Document 52015SC0276

    WERKDOCUMENT VAN DE DIENSTEN VAN DE COMMISSIE SAMENVATTING VAN DE EFFECTBEOORDELING bij Voorstel voor een VERORDENING VAN HET EUROPEES PARLEMENT EN DE RAAD inzake het duurzame beheer van externe vissersvloten, en tot intrekking van Verordening (EG) nr. 1006/2008 van de Raad

    SWD/2015/0276 final - 2015/0289 (COD)

    Brussel, 10.12.2015

    SWD(2015) 276 final

    WERKDOCUMENT VAN DE DIENSTEN VAN DE COMMISSIE

    SAMENVATTING VAN DE EFFECTBEOORDELING

    bij

    Voorstel voor een VERORDENING VAN HET EUROPEES PARLEMENT EN DE RAAD inzake het duurzame beheer van externe vissersvloten, en tot intrekking van Verordening (EG) nr. 1006/2008 van de Raad

    {COM(2015) 636 final}
    {SWD(2015) 279 final}


    Effectbeoordeling met het oog op de mogelijke herziening van Verordening (EG) nr. 1006/2008 van de Raad betreffende machtigingen voor visserijactiviteiten van communautaire vissersvaartuigen buiten de communautaire wateren en de toegang van vaartuigen van derde landen tot de communautaire wateren

    A. Behoefte aan actie

    Waarom? Wat is het probleem? Maximum 11 regels

    De huidige verordening betreffende vismachtigingen laat geen efficiënte en transparante monitoring van de externe vloot van de EU toe. Deze situatie vormt een bedreiging voor de duurzame exploitatie van visbestanden en kan de reputatie van de Europese Unie op internationaal niveau aantasten.

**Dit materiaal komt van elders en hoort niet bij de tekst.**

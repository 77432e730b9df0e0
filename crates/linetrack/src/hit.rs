//! Hit and layer identity types.
//!
//! Hits are produced upstream by digitization and are read-only to the
//! pattern recognition. Duplicate detection between track candidates relies
//! on the stable [`HitId`] key assigned at digitization time, never on
//! floating-point coordinate comparison: two logically identical hits may
//! diverge numerically, and two distinct hits may coincide.

use nalgebra::Point3;

/// Opaque stable identity key of a hit.
#[derive(Debug, Clone, Copy, PartialEq, Eq, Hash, PartialOrd, Ord, serde::Serialize, serde::Deserialize)]
#[serde(transparent)]
pub struct HitId(pub u64);

/// Identity of a detector layer. Layers are ordered along the beam axis by
/// ascending id.
#[derive(Debug, Clone, Copy, PartialEq, Eq, Hash, PartialOrd, Ord, serde::Serialize, serde::Deserialize)]
#[serde(transparent)]
pub struct LayerId(pub u32);

/// A single position measurement on a detector layer.
#[derive(Debug, Clone)]
pub struct Hit {
    /// Stable identity key (digitization-assigned).
    pub id: HitId,
    /// Owning detector layer.
    pub layer: LayerId,
    /// Measured position in global coordinates.
    pub position: Point3<f64>,
    /// Measurement uncertainty on x.
    pub sigma_x: f64,
    /// Measurement uncertainty on y.
    pub sigma_y: f64,
}

impl Hit {
    /// Create a hit with per-axis uncertainties.
    pub fn new(id: HitId, layer: LayerId, position: Point3<f64>, sigma_x: f64, sigma_y: f64) -> Self {
        Self {
            id,
            layer,
            position,
            sigma_x,
            sigma_y,
        }
    }

    /// Create a hit with an isotropic transverse uncertainty.
    pub fn with_sigma(id: HitId, layer: LayerId, position: Point3<f64>, sigma: f64) -> Self {
        Self::new(id, layer, position, sigma, sigma)
    }
}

    Meer bepaald zijn tal van bepalingen van de huidige verordening niet duidelijk genoeg en niet consistent met andere regels, met name die met betrekking tot controle en de strijd tegen illegale, ongemelde en ongereglementeerde visserij (IOO). Ook zijn er overlappingen tussen verschillende bestuurslagen die leiden tot inconsistenties en omslachtige procedures. In het geval van rechtstreekse machtigingen die door derde landen aan EU-vaartuigen worden verleend, buiten het toepassingsgebied van een partnerschapsovereenkomst inzake duurzame visserij (150 à 180 per jaar), zijn er geen machtigingskader en criteria, waardoor de activiteiten van de externe vloot van de EU in hoge mate intransparant blijven. Tot slot worden de kwesties van onrechtmatige omvlagging en chartering niet aangepakt.

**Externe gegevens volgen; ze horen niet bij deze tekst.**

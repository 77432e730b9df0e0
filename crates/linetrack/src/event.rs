//! Per-event hit source, queryable by layer.
//!
//! [`EventHits`] owns the hits of one event keyed by layer. The engine keeps
//! no per-event state of its own; callers fill a fresh `EventHits` (or
//! [`clear`](EventHits::clear) a reused one) before each pass.

use std::collections::HashMap;

use crate::hit::{Hit, LayerId};

/// Hits of a single event, grouped by detector layer.
///
/// Within a layer, hits keep their insertion order.
#[derive(Debug, Clone, Default)]
pub struct EventHits {
    layers: HashMap<LayerId, Vec<Hit>>,
}

impl EventHits {
    /// Create an empty event.
    pub fn new() -> Self {
        Self::default()
    }

    /// Add one hit to its owning layer.
    pub fn add_hit(&mut self, hit: Hit) {
        self.layers.entry(hit.layer).or_default().push(hit);
    }

    /// Hits recorded on `layer`, empty if the layer saw none.
    pub fn hits_for_layer(&self, layer: LayerId) -> &[Hit] {
        self.layers.get(&layer).map(Vec::as_slice).unwrap_or(&[])
    }

    /// Number of hits on `layer`.
    pub fn layer_hit_count(&self, layer: LayerId) -> usize {
        self.hits_for_layer(layer).len()
    }

    /// Total number of hits in the event.
    pub fn n_hits(&self) -> usize {
        self.layers.values().map(Vec::len).sum()
    }

    /// Drop all hits; reuse the allocation for the next event.
    pub fn clear(&mut self) {
        self.layers.clear();
    }
}
//! Seed generation: triplet enumeration over the three Seed-role layers.
//!
//! The enumeration is the full O(n1*n2*n3) triple-nested loop; cheap external
//! pre-filters run in increasing cost order (pair check before the full
//! triple) to prune combinations before any numerical fit is attempted.

use crate::adapter::{FitAdapter, FitBudget, MaterialModel};
use crate::candidate::SeedCandidate;
use crate::diag::Diagnostics;
use crate::event::EventHits;
use crate::growth::GrowthSearch;
use crate::hit::Hit;
use crate::linefit::LineFitter;
use crate::merge::Merger;
use crate::strategy::SeedStrategy;

/// Cheap compatibility pre-filter, called before expensive fits.
///
/// Both checks default to accepting everything.
#[allow(unused_variables)]
pub trait SeedFilter {
    /// Pairwise compatibility of two seed hits; called before the third loop.
    fn check_pair(&self, h1: &Hit, h2: &Hit) -> bool {
        true
    }

    /// Full-triple check on the assembled (unfitted) seed candidate.
    fn check_seed(&self, candidate: &SeedCandidate) -> bool {
        true
    }
}

/// Seed generator for one event and strategy pass.
pub struct SeedFinder<'a, F, M> {
    hits: &'a EventHits,
    adapter: &'a FitAdapter<F, M>,
    merger: &'a Merger,
    filter: Option<&'a dyn SeedFilter>,
    diag: &'a dyn Diagnostics,
}

impl<'a, F: LineFitter, M: MaterialModel> SeedFinder<'a, F, M> {
    /// Create a seed finder over the event's hits.
    pub fn new(
        hits: &'a EventHits,
        adapter: &'a FitAdapter<F, M>,
        merger: &'a Merger,
        filter: Option<&'a dyn SeedFilter>,
        diag: &'a dyn Diagnostics,
    ) -> Self {
        Self {
            hits,
            adapter,
            merger,
            filter,
            diag,
        }
    }

    /// Run one strategy pass.
    ///
    /// Accepted candidates are merged into `found`, which is owned by the
    /// caller for the whole event so later seed triples and later strategies
    /// compete against candidates already accepted. Returns true iff at least
    /// one candidate was accepted during this call.
    ///
    /// The strategy must have been validated at load time; an invalid one is
    /// skipped with an error log.
    pub fn find_tracks(
        &self,
        strategy: &SeedStrategy,
        field: f64,
        found: &mut Vec<SeedCandidate>,
    ) -> bool {
        let Some([l1, l2, l3]) = strategy.seed_layers() else {
            tracing::error!(
                strategy = %strategy.name,
                "strategy lacks three seed layers; validate strategies at load time"
            );
            return false;
        };

        let growth = GrowthSearch::new(self.hits, self.adapter, self.merger, self.diag);
        let mut budget = FitBudget::new(strategy.max_fits);
        let mut confirmed: Vec<SeedCandidate> = Vec::new();
        let mut accepted = false;

        for h1 in self.hits.hits_for_layer(l1.layer) {
            for h2 in self.hits.hits_for_layer(l2.layer) {
                if let Some(filter) = self.filter {
                    if !filter.check_pair(h1, h2) {
                        continue;
                    }
                }
                for h3 in self.hits.hits_for_layer(l3.layer) {
                    let mut seed = SeedCandidate::from_seed(h1.clone(), h2.clone(), h3.clone());
                    if let Some(filter) = self.filter {
                        if !filter.check_seed(&seed) {
                            continue;
                        }
                    }
                    if !budget.try_consume() {
                        continue;
                    }
                    if let Err(err) = self.adapter.fit_candidate(&mut seed, strategy, field) {
                        tracing::trace!(error = %err, "seed fit failed");
                        self.diag.fit_failed(&seed, &err);
                        continue;
                    }

                    confirmed.clear();
                    if growth.confirm(seed, strategy, field, &mut budget, &mut confirmed) {
                        for variant in confirmed.drain(..) {
                            accepted |=
                                growth.extend(variant, strategy, field, &mut budget, found);
                        }
                    }
                }
            }
        }
        accepted
    }
}
//! Duplicate resolution between hit-sharing track candidates.
//!
//! Two candidates are duplicates when they share strictly more than
//! `max_overlap` hits by identity key. Of two duplicates only the better one
//! survives: hit count dominates, equal hit counts resolve by strictly lower
//! total chi-square.

use crate::candidate::SeedCandidate;
use crate::diag::Diagnostics;

/// Merge policy for the running candidate list.
#[derive(Debug, Clone, Copy)]
pub struct Merger {
    /// Largest tolerated shared-hit count; sharing more makes a duplicate.
    pub max_overlap: usize,
}

impl Default for Merger {
    fn default() -> Self {
        Self { max_overlap: 1 }
    }
}

impl Merger {
    /// Create a merger with the given overlap threshold.
    pub fn new(max_overlap: usize) -> Self {
        Self { max_overlap }
    }

    /// Number of hits present in both candidates, by identity key.
    pub fn shared_hits(a: &SeedCandidate, b: &SeedCandidate) -> usize {
        a.hits().iter().filter(|h| b.has_hit(h.id)).count()
    }

    /// Whether the candidates share strictly more than `max_overlap` hits.
    pub fn is_duplicate(&self, a: &SeedCandidate, b: &SeedCandidate) -> bool {
        Self::shared_hits(a, b) > self.max_overlap
    }

    /// Whether `new` beats `old`: more hits always wins; equal hit counts
    /// resolve by strictly lower total chi-square; fewer hits never wins.
    pub fn is_better(new: &SeedCandidate, old: &SeedCandidate) -> bool {
        match new.n_hits().cmp(&old.n_hits()) {
            std::cmp::Ordering::Greater => true,
            std::cmp::Ordering::Less => false,
            std::cmp::Ordering::Equal => new.chisq_total() < old.chisq_total(),
        }
    }

    /// Resolve `candidate` against the running list.
    ///
    /// Scans the list; the first duplicate that `candidate` does not beat
    /// rejects it outright and stops the scan, even if a later entry is
    /// inferior and would have been removable. This short-circuit is
    /// deliberately kept order-dependent; downstream consumers rely on the
    /// observed behavior. If no duplicate rejects it, all inferior duplicates
    /// are removed and `candidate` is inserted. Returns whether it survived.
    pub fn merge(
        &self,
        list: &mut Vec<SeedCandidate>,
        candidate: SeedCandidate,
        diag: &dyn Diagnostics,
    ) -> bool {
        let mut marked: Vec<usize> = Vec::new();
        for (index, entry) in list.iter().enumerate() {
            if !self.is_duplicate(&candidate, entry) {
                continue;
            }
            if Self::is_better(&candidate, entry) {
                marked.push(index);
            } else {
                tracing::debug!(
                    cand_hits = candidate.n_hits(),
                    cand_chisq = candidate.chisq_total(),
                    kept_hits = entry.n_hits(),
                    kept_chisq = entry.chisq_total(),
                    "candidate rejected by merge"
                );
                diag.merge_rejected(&candidate, entry);
                return false;
            }
        }

        let mut removed: Vec<SeedCandidate> = Vec::with_capacity(marked.len());
        for index in marked.into_iter().rev() {
            removed.push(list.remove(index));
        }
        if !removed.is_empty() {
            tracing::debug!(
                n_removed = removed.len(),
                cand_hits = candidate.n_hits(),
                "candidate displaced inferior duplicates"
            );
        }
        diag.merge_accepted(&candidate, &removed);
        list.push(candidate);
        true
    }
}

    Wat moet met dit initiatief worden bereikt? Maximum 8 regels

    Het belangrijkste oogmerk van dit voorstel is de invoering van een samenhangend regelgevend kader om de Unie in staat te stellen haar externe vloot – enkele honderden vaartuigen – beter te monitoren, ongeacht waar en binnen welk kader hij actief is. In deze context is de doelstelling tweeledig:

    (1) het bestaande regelgevende kader verduidelijken en vereenvoudigen door inconsistenties en rechtsonzekerheid weg te nemen en door de verdeling van taken tussen de Commissie en nationale overheden te verduidelijken;

    (2) criteria en machtigingsprocedures invoeren voor alle situaties waarin een vaartuig van de Unie buiten de wateren van de Unie vist, waaronder voor rechtstreekse machtigingen ("particuliere vergunningen"), en maatregelen invoeren ter voorkoming van onrechtmatige omvlagging.

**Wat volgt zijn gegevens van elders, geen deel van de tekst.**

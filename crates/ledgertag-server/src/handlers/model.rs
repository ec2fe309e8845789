//! Model introspection and maintenance handlers

use std::sync::Arc;

use axum::{extract::State, Json};
use serde::Serialize;
use tracing::info;

use crate::{AppError, AppState};
use ledgertag_core::ModelStats;

/// Reload response
#[derive(Debug, Serialize)]
pub struct ReloadResponse {
    pub success: bool,
    pub stats: ModelStats,
}

/// GET /api/health - Liveness probe
pub async fn health() -> Json<serde_json::Value> {
    Json(serde_json::json!({ "status": "ok" }))
}

/// GET /api/model - Model statistics after a staleness check
pub async fn get_model(State(state): State<Arc<AppState>>) -> Result<Json<ModelStats>, AppError> {
    let stats = state
        .with_engine(|engine| {
            engine.refresh();
            engine.stats()
        })
        .await?;
    Ok(Json(stats))
}

/// POST /api/model/reload - Rebuild the model from the training sources
pub async fn reload_model(
    State(state): State<Arc<AppState>>,
) -> Result<Json<ReloadResponse>, AppError> {
    let (success, stats) = state
        .with_engine(|engine| (engine.reload(), engine.stats()))
        .await?;
    info!("Model reload requested (success: {})", success);
    Ok(Json(ReloadResponse { success, stats }))
}

/// GET /api/tags - Configured tag allow-list
pub async fn list_tags(State(state): State<Arc<AppState>>) -> Json<Vec<String>> {
    Json(state.allowed_tags.clone())
}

    Wat is de meerwaarde van actie op EU-niveau? Maximum 7 regels 

    Visserijbeleid is een exclusieve EU-bevoegdheid en het subsidiariteitsbeginsel is niet van toepassing op maatregelen die bijdragen aan de instandhouding van mariene biologische rijkdommen. Bovendien zou een verordening de uniforme toepassing van de regels in de gehele Europese Unie waarborgen. Toegevoegde waarde zou tevens voortvloeien uit de invoering van duidelijke regels die van toepassing zijn op alle vaartuigen die in een lidstaat van de EU zijn geregistreerd, en die aldus een gelijk speelveld creëren voor de gehele EU-vloot die buiten de wateren van de EU actief is.

    B. Oplossingen

    Welke wetgevende en niet-wetgevende beleidsmaatregelen zijn in overweging genomen? Verdient een bepaalde optie de voorkeur? Waarom? Maximum 14 regels 

    In totaal zijn tijdens de effectbeoordeling vier opties onderzocht:

    Optie 1: Een beperkte wijziging van de huidige verordening om deze in overeenstemming te brengen met de bepalingen van het Verdrag van Lissabon.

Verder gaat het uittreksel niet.